• [Task goal]
Your answer should be a single number: the count of lines in the listing that contain "surviving".

• [Listed records]
fn merge_relationships(
    base: &[Relationship],
    incoming: &[Relationship],
    rewriter: &IdRewriter<'_>,
    packages: &[SpdxPackage],
    declared: &HashSet<String>,
) -> Vec<Relationship> {
    let package_ids: HashSet<&str> = packages.iter().map(|p| p.spdx_id.as_str()).collect();
    let anchors = rewriter.base;
    let is_anchor = |id: &str| id == anchors.root || id == anchors.middle;
    let known = |id: &str| package_ids.contains(id) || is_anchor(id);

    let mut merged: IndexSet<Relationship> = IndexSet::new();
    let mut dropped = 0usize;

    for edge in incoming {
        let is_own_describes = edge.relationship_type == RelationshipType::Describes
            && edge.spdx_element_id == rewriter.incoming.root
            && edge.related_spdx_element == rewriter.incoming.middle;
        if is_own_describes {
            continue;
        }

        let mut rewritten = edge.clone();
        rewritten.spdx_element_id = rewriter.incoming_id(&edge.spdx_element_id);
        rewritten.related_spdx_element = rewriter.incoming_id(&edge.related_spdx_element);
        // Only the base root describes the merged document.
        if rewritten.relationship_type == RelationshipType::Describes
            && rewritten.spdx_element_id == anchors.root
        {
            rewritten.spdx_element_id = anchors.middle.clone();
            rewritten.relationship_type = RelationshipType::Contains;
        }

        let source = rewritten.spdx_element_id.as_str();
        let target = rewritten.related_spdx_element.as_str();
        let retained = source != target
            && known(source)
            && known(target)
            && (package_ids.contains(source) || package_ids.contains(target));
        if retained {
            merged.insert(rewritten);
        } else {
            dropped += 1;
        }
    }

    for edge in base {
        let mut rewritten = edge.clone();
        rewritten.spdx_element_id = rewriter.base_id(&edge.spdx_element_id);
        rewritten.related_spdx_element = rewriter.base_id(&edge.related_spdx_element);

        let source = rewritten.spdx_element_id.as_str();
        let target = rewritten.related_spdx_element.as_str();
        let retained = source != target
            && (known(source) || declared.contains(source))
            && (package_ids.contains(target) || target == anchors.middle || declared.contains(target));
        if retained {
            merged.insert(rewritten);
        } else {
            dropped += 1;
        }
    }

    if dropped > 0 {
        tracing::debug!("Dropped {dropped} relationships referencing removed elements");
    }
    merged.into_iter().collect()
}

// ============================================================================
// Document-level data
// ============================================================================

fn merge_document_annotations(
    base: &SpdxDocument,
    incoming: &SpdxDocument,
    rewriter: &IdRewriter<'_>,
    packages: &[SpdxPackage],
    declared: &HashSet<String>,
) -> Vec<DocumentAnnotation> {
    let mut surviving: HashSet<&str> = packages.iter().map(|p| p.spdx_id.as_str()).collect();
    surviving.insert(base.spdx_id.as_str());
    surviving.insert(rewriter.base.root.as_str());
    surviving.extend(declared.iter().map(String::as_str));

    let rebased = base.annotations.iter().map(|a| DocumentAnnotation {
        spdx_element_id: a.spdx_element_id.as_deref().map(|id| rewriter.base_id(id)),
        annotation: a.annotation.clone(),
    });
    let carried = incoming.annotations.iter().map(|a| DocumentAnnotation {
        spdx_element_id: a.spdx_element_id.as_deref().map(|id| rewriter.incoming_id(id)),
        annotation: a.annotation.clone(),
    });

    // Annotations on the document itself always survive.
    rebased
        .chain(carried)
        .filter(|a| {
            a.spdx_element_id
                .as_deref()
                .map_or(true, |id| surviving.contains(id))
        })
        .collect::<IndexSet<_>>()
        .into_iter()
        .collect()
}

/// Append the incoming document's creators that the base does not list yet.
fn merge_creators(merged: &mut SpdxDocument, incoming: &SpdxDocument) {
    let Some(incoming_info) = incoming.creation_info.as_ref() else {
        return;
    };
    let info = merged.creation_info.get_or_insert_with(Default::default);
    for creator in &incoming_info.creators {
        if !info.creators.contains(creator) {
            info.creators.push(creator.clone());
        }
    }
}

fn log_unreachable(doc: &SpdxDocument, root: &str) {
    let graph = RelationshipGraph::new(&doc.relationships);
    let reachable = graph.reachable_from(root);
    let unreachable = doc
        .packages
        .iter()
        .filter(|p| !reachable.contains(p.spdx_id.as_str()))
        .count();
    if unreachable > 0 {
        tracing::debug!("{unreachable} packages are not reachable from '{root}'");
    }
}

• [Final answer]
5